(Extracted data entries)
• • • •

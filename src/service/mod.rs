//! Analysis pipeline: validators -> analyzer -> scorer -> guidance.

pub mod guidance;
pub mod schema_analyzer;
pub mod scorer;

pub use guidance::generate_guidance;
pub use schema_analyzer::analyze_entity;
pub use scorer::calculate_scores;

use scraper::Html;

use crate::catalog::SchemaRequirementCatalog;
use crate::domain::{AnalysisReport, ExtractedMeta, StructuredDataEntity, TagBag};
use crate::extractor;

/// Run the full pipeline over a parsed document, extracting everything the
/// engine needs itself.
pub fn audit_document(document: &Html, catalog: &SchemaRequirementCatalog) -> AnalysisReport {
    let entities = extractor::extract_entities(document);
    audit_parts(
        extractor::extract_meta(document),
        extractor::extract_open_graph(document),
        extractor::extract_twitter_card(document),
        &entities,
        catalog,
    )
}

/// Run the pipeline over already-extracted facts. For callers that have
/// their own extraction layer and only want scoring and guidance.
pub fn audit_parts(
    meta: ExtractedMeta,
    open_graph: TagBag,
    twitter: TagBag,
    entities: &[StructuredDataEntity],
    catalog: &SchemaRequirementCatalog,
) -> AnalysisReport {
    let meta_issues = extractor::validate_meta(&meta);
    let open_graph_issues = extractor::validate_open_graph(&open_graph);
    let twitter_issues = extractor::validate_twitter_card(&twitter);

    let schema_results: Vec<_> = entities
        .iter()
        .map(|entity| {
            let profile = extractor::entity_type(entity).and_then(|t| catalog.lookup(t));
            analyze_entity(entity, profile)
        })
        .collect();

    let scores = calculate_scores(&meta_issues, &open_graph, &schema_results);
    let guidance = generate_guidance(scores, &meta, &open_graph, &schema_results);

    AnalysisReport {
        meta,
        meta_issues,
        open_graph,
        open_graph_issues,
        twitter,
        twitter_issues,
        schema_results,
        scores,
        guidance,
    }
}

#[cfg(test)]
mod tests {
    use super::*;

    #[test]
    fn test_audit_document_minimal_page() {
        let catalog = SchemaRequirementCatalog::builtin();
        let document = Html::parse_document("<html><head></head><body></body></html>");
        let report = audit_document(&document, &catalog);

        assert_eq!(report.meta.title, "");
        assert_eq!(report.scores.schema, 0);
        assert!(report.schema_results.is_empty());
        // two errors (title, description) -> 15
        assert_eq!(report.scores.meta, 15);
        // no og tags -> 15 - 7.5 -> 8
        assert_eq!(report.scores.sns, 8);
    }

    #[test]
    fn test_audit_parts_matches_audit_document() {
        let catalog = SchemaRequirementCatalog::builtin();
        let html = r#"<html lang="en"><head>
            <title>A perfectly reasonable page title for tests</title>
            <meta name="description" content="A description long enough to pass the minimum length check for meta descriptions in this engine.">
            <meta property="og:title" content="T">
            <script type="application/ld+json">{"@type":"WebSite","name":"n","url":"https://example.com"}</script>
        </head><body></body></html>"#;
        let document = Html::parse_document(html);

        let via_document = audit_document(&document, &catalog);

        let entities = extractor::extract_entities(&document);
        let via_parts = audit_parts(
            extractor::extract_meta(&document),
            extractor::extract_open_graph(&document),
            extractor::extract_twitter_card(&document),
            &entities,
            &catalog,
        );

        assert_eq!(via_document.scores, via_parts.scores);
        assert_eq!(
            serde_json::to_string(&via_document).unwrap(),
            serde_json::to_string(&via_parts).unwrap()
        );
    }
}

• • • •

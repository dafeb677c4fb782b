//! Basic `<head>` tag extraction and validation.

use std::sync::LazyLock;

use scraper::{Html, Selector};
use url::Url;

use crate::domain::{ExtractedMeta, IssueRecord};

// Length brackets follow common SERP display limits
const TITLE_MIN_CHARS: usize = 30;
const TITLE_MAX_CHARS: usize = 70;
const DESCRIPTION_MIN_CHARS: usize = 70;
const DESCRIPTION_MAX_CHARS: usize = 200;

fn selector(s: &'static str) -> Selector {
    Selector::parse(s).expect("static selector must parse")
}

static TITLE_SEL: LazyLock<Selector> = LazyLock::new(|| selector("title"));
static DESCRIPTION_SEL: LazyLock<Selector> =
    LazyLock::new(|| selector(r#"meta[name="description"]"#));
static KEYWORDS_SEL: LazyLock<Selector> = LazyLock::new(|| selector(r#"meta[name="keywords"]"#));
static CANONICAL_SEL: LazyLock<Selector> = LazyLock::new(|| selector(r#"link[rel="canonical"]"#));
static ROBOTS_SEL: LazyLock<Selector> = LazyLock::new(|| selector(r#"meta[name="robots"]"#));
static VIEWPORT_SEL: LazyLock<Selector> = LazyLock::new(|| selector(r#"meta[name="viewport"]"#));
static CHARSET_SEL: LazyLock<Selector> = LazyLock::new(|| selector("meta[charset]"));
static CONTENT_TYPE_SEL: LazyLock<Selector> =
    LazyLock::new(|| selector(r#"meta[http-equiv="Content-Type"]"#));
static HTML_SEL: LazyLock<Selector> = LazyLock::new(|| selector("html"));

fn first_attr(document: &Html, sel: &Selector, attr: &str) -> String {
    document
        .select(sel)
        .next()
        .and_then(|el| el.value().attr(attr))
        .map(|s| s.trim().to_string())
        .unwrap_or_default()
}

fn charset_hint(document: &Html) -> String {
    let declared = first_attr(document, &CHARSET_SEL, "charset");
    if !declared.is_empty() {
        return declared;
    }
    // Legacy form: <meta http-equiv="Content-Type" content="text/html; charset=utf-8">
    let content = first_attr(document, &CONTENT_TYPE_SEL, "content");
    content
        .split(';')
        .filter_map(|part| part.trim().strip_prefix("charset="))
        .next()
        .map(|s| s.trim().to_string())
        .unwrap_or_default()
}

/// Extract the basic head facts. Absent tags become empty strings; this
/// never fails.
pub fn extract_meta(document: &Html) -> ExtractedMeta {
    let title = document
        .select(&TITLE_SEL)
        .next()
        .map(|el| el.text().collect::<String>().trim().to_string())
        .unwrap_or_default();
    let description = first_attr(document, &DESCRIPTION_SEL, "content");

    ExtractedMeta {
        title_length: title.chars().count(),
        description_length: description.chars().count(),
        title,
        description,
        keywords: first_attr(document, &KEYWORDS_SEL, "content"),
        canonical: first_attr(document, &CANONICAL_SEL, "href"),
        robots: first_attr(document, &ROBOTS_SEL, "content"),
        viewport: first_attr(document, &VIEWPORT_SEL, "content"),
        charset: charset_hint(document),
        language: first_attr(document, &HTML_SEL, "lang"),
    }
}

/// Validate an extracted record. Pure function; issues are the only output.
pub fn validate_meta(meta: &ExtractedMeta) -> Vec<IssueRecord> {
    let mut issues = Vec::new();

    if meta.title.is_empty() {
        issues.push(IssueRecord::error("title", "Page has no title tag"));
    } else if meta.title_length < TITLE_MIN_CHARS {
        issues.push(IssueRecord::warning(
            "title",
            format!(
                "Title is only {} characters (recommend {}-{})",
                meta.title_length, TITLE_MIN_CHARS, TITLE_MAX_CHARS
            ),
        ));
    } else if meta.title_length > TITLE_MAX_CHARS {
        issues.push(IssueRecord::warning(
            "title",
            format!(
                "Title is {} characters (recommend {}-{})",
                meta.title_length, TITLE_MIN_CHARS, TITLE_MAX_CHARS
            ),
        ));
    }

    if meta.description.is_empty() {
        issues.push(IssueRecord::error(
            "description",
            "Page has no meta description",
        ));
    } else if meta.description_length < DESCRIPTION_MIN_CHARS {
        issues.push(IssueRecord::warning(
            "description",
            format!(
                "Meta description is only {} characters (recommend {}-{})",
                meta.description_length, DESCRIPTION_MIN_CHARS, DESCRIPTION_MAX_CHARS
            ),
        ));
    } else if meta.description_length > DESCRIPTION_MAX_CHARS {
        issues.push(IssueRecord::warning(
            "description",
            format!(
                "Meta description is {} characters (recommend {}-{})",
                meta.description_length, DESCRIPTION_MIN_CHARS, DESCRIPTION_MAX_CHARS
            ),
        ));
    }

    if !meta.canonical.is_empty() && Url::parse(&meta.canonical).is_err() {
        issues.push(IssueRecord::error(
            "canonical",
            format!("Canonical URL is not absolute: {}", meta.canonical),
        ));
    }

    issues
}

• • • •

▶ [WHAT IS EXPECTED]
Produce only the lines from the line containing "let schema_results: Vec<_> = entities" through the line containing "calculate_scores(&meta_issues, &open_graph, &schema_results);", inclusive of both, exactly as they stand in the entries above.

▶ [SOLUTION TO THIS EXERCISE]
    let schema_results: Vec<_> = entities
        .iter()
        .map(|entity| {
            let profile = extractor::entity_type(entity).and_then(|t| catalog.lookup(t));
            analyze_entity(entity, profile)
        })
        .collect();

    let scores = calculate_scores(&meta_issues, &open_graph, &schema_results);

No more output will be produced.